I ricercatori hanno ricordato che negli USA, a livello nazionale, circa il 14% delle persone hanno problemi di corretto reperimento alimentare, definito dal CDC come disponibilità limitata di alimenti adeguati da un punto di vista nutrizionale e ottenute in modo socialmente accettabile.

Guillermo E. Umpierrez, MD, sempre della Emory University, ha sottolineato che anche se quel programma (e quindi lo studio) era mirato solo ai latinos, “l’insicurezza alimentare è un problema in molte altre comunità di minoranza”.

Ambra Taylor, MD, direttore del Diabetes Center al Mercy Medical Center di Baltimora (USA), ha concordato con tale affermazione e ha commentato: “Ho una popolazione di pazienti molto varia del centro urbano della mia città, ma i problemi sono simili”. E ha precisato: “Spesso impegniamo le nostre visite in problem solving.
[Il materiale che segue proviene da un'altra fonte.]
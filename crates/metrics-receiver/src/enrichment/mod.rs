// SPDX-License-Identifier: Apache-2.0 OR MIT
// Copyright (c) 2025-2026 naskel.com

//! Tag enrichment from an external inventory service.
//!
//! ```text
//! TraitSource --> EnrichmentRefresher --(swap)--> EnrichmentCache <-- enrich_tags (request handlers)
//! ```

pub mod cache;
pub mod refresh;
pub mod source;

pub use cache::{Attributes, CacheSnapshot, CacheStatus, EnrichmentCache, SetSnapshot};
pub use refresh::{build_set_snapshot, EnrichmentRefresher};
pub use source::{
    AttributeValue, EffectiveTrait, EffectiveTraits, MockTraitSource, OmnikeeperClient,
    TraitAttribute, TraitSource,
};
//! Configuration tree engine for VyOS-based virtual routers.
//!
//! This crate turns the device's running configuration into an editable
//! tree and turns the edits back into a device session:
//!
//! - [`parse`]: brace grammar text into a [`ConfigTree`]
//! - [`ConfigTree`]: query and mutate, with an append-only change log
//! - [`script`]: render a change log into a session script and run it
//! - [`Device`]: read → parse and apply, over pluggable source and runner
//! - [`shell`]: command execution with proper quoting
//!
//! # Architecture
//!
//! Every request works on its own tree:
//!
//! 1. `cli-shell-api showCfg` dumps the running configuration
//! 2. The text is parsed into a fresh tree (no cross-request cache)
//! 3. Business logic calls `get`/`set`/`delete`; each effective change is
//!    recorded as `$SET <path>` or `$DELETE <path>`
//! 4. The change log runs as one session, committed once
//!
//! # Example
//!
//! ```ignore
//! use zvr_vyos_config::{Device, ScriptConfig};
//!
//! let device = Device::vyos(ScriptConfig::default());
//! let mut tree = device.load_tree().await?;
//! tree.set("nat source rule 100 outbound-interface eth0")?;
//! tree.set("nat source rule 100 source address 10.0.0.0/24")?;
//! tree.set("nat source rule 100 translation address masquerade")?;
//! device.apply(tree).await?;
//! ```

pub mod device;
pub mod error;
pub mod interfaces;
pub mod parser;
pub mod script;
pub mod shell;
pub mod source;
pub mod tree;

// Re-export commonly used items at crate root
pub use device::Device;
pub use error::{ConfigError, ConfigResult};
pub use interfaces::find_nic_name_by_mac;
pub use parser::parse;
pub use script::{render_script, ScriptConfig, ScriptRunner, VyosScriptRunner};
pub use source::{ConfigSource, ShowConfigSource, StaticConfigSource};
pub use tree::{ChangeCommand, ConfigTree, DeleteOutcome, NodeId, NodeRef, SetOutcome};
Del tipo: nessun negozio di alimentari nelle vicinanze: dunque, cosa fare? Mi dicono: le verdure sono troppo costose: cosa suggerire? Poi: per chi lavora fino a tardi, mangiare cibi da asporto o surgelati è una soluzione semplice: cosa controbattere? E ancora: la possibilità di nutrire correttamente una famiglia di quattro persone con un budget ridotto non è facile: come fare? L’approccio a una soluzione uguale per tutti non funziona, abbiamo bisogno di valutare quali sono le barriere e quindi affrontare i problemi che si sono evidenziati”.

Nel suo programma di educazione sul diabete, il gruppo di Rotberg ha rilevato che molti pazienti non potevano ottenere gli alimenti consigliati. Il programma, che comprendeva 304 latinos adulti a basso reddito che avevano ricevuto un questionario CDC con una domanda circa l’insicurezza alimentare avuta nei 30 giorni precedenti, ha infatti cercato di affrontare il problema dell’insicurezza alimentare. A parte lo scarso controllo del diabete, gli individui con insicurezza alimentare avevano ad esempio anche minori probabilità di consumare verdure (38 vs. 62%; p <0,01).

Rotberg ha precisato: “Non ci sono state differenze di BMI, fatto che ha suggerito che tali individui hanno spostato i costituenti della loro dieta su cibi più economici e trasformati, influenzando conseguentemente il controllo glicemico”.

E ha aggiunto: “Quando si parla di sana alimentazione, non dobbiamo solo parlare di ciò che si consiglia, ma dobbiamo chiedere se c’è reale accesso a tali alimenti, se il negozio di alimentari è vicino… Per esempio, nel modello di una sana alimentazione, invece di parlare di verdure fresche si potrebbero consigliare cibi surgelati o in scatola”. E ha aggiunto: “Una visita al negozio per mostrare quante verdure si potrebbero comprare con pochi spiccioli è stato uno sforzo che è parso dare i suoi frutti”.

Rotberg ha concluso che per i medici è importante capire l’importanza dell’accesso reale a cibi sani per i pazienti diabetici. E ha suggerito: “Quando si trattano pazienti senza l’assistenza di un dietista o di un programma dietetico, ciò che consiglio è usare i programmi e il sostegno a livello comunitario. Gli operatori sanitari comunitari potrebbero entrare in gioco, dando ai pazienti un’educazione e un supporto in più per poter continuare il cambiamento dei comportamenti”.

Uno dei limiti dello studio è stato, ovviamente, l’uso di un questionario autoriferito.

Conflitto di interessi: Lo studio è stato supportato da Sanofi Aventis. Rotberg e Umpierrez hanno dichiarato relazioni con Sanofi.
Fonte: Rotberg B, et al. The impact of food insecurity on glycemic control and dietary habits in low-income Latinos with type 2 diabetes. ADA 2015; Abstract 328-OR.